#### [What is needed]
From the records below, report the number of lines that contain "Some", and add nothing.

--------------------

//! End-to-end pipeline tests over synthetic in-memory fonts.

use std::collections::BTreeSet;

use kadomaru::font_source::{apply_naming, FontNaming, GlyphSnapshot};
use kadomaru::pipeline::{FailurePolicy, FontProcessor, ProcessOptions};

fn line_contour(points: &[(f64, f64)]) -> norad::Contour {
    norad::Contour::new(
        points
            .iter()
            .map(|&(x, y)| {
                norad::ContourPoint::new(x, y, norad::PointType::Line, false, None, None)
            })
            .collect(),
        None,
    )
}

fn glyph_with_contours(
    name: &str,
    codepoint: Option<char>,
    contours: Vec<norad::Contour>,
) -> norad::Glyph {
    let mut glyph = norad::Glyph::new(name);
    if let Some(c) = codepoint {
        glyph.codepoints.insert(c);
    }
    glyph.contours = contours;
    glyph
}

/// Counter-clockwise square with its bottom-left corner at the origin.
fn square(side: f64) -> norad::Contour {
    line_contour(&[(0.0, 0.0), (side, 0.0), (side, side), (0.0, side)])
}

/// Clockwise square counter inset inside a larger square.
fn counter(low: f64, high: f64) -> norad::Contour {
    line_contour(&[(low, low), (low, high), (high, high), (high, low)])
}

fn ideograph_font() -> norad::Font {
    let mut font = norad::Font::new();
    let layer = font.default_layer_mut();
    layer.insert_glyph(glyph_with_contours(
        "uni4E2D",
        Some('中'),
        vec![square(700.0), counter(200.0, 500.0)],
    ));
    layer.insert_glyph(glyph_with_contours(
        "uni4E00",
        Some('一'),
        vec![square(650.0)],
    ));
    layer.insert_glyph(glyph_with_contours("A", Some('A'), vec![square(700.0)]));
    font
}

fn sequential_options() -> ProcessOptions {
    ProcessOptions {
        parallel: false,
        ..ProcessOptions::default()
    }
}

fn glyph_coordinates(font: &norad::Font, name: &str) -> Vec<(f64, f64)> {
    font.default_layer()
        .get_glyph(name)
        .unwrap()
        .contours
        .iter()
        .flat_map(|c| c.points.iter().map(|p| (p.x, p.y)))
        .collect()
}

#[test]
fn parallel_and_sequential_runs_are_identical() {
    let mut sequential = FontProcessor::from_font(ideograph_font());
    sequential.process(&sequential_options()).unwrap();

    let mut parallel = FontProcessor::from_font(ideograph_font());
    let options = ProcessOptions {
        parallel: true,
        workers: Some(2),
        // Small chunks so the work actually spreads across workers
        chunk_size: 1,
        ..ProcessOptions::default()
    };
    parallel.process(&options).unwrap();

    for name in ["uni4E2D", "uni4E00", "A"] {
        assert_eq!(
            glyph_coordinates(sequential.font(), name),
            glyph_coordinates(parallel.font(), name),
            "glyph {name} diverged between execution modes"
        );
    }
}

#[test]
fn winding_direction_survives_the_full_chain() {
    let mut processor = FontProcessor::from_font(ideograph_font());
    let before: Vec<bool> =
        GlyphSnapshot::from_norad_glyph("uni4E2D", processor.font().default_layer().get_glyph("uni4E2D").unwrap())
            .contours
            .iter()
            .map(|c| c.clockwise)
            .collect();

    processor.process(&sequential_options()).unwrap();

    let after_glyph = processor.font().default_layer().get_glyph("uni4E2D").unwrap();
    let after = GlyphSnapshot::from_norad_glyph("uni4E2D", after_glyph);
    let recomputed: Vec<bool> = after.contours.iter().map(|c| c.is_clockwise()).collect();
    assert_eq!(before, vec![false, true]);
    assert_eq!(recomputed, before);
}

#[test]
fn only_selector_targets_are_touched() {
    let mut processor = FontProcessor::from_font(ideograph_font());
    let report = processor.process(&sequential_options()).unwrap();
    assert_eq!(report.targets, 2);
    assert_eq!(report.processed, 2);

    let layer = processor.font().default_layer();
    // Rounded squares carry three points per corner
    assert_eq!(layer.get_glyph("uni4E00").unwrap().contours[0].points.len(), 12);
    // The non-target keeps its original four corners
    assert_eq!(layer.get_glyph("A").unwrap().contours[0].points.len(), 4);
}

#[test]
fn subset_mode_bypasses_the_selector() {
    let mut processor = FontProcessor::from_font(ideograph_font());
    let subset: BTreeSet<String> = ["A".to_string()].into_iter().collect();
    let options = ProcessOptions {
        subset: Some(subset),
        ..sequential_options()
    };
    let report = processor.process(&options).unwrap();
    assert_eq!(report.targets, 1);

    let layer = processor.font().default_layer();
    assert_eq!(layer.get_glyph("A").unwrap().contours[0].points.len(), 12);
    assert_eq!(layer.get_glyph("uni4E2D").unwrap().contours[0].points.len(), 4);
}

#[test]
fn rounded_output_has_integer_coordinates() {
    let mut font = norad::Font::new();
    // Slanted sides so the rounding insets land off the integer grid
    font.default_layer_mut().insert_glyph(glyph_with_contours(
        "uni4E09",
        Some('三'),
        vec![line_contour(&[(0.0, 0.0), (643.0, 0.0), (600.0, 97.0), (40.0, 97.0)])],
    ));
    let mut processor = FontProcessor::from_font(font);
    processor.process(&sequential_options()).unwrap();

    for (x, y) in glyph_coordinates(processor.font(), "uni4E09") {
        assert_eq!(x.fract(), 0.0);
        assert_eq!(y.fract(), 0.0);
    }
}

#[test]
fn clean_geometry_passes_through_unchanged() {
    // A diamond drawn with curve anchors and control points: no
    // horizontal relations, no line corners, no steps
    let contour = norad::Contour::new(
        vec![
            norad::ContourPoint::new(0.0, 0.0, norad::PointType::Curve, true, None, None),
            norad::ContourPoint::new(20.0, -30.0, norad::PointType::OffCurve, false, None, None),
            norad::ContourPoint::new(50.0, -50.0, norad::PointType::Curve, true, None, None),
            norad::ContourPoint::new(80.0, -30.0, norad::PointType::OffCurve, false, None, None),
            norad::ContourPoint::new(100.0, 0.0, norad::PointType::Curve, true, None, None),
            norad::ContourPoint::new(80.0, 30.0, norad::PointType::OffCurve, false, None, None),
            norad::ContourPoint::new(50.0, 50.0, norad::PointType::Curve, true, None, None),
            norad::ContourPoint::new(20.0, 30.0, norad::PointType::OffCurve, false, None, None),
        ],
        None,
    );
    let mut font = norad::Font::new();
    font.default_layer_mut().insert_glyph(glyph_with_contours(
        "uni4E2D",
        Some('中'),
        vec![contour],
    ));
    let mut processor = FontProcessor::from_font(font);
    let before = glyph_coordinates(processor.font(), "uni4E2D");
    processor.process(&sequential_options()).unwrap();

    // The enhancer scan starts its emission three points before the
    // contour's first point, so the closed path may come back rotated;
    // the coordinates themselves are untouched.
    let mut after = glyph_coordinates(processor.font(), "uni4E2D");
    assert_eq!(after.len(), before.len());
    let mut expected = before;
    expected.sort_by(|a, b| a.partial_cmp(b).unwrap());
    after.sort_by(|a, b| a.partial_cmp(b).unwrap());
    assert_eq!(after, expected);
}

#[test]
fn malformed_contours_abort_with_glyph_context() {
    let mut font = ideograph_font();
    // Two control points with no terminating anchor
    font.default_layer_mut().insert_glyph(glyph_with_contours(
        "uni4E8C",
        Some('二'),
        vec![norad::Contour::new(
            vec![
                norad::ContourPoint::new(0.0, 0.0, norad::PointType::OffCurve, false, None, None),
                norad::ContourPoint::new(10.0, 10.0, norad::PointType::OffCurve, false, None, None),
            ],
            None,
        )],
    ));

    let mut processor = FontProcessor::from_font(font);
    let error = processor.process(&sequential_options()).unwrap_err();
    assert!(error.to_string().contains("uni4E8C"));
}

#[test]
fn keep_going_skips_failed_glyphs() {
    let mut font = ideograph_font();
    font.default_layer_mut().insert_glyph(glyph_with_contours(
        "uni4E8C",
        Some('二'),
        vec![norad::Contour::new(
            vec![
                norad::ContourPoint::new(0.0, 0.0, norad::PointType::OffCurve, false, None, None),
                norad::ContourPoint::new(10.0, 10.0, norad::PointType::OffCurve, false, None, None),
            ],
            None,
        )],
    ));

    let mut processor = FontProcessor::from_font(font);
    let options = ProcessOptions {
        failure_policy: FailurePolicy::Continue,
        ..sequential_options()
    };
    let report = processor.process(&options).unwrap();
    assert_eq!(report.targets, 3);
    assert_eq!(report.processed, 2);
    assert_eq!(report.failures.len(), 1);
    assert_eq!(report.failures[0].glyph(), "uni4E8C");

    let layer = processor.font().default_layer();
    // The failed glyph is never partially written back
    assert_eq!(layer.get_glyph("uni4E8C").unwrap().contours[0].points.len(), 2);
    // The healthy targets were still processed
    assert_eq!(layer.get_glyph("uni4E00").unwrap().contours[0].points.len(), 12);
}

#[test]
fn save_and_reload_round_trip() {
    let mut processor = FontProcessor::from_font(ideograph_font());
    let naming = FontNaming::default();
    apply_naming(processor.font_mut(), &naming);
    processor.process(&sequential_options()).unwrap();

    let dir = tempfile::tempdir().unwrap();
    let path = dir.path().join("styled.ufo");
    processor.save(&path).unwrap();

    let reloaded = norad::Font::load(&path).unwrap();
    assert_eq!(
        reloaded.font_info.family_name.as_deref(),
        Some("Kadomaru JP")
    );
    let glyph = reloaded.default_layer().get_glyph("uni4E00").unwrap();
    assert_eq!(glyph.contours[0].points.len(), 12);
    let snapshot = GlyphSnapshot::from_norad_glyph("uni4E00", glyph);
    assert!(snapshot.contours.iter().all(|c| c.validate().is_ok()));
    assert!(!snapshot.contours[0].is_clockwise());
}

--------------------

#### [Expected answer]
11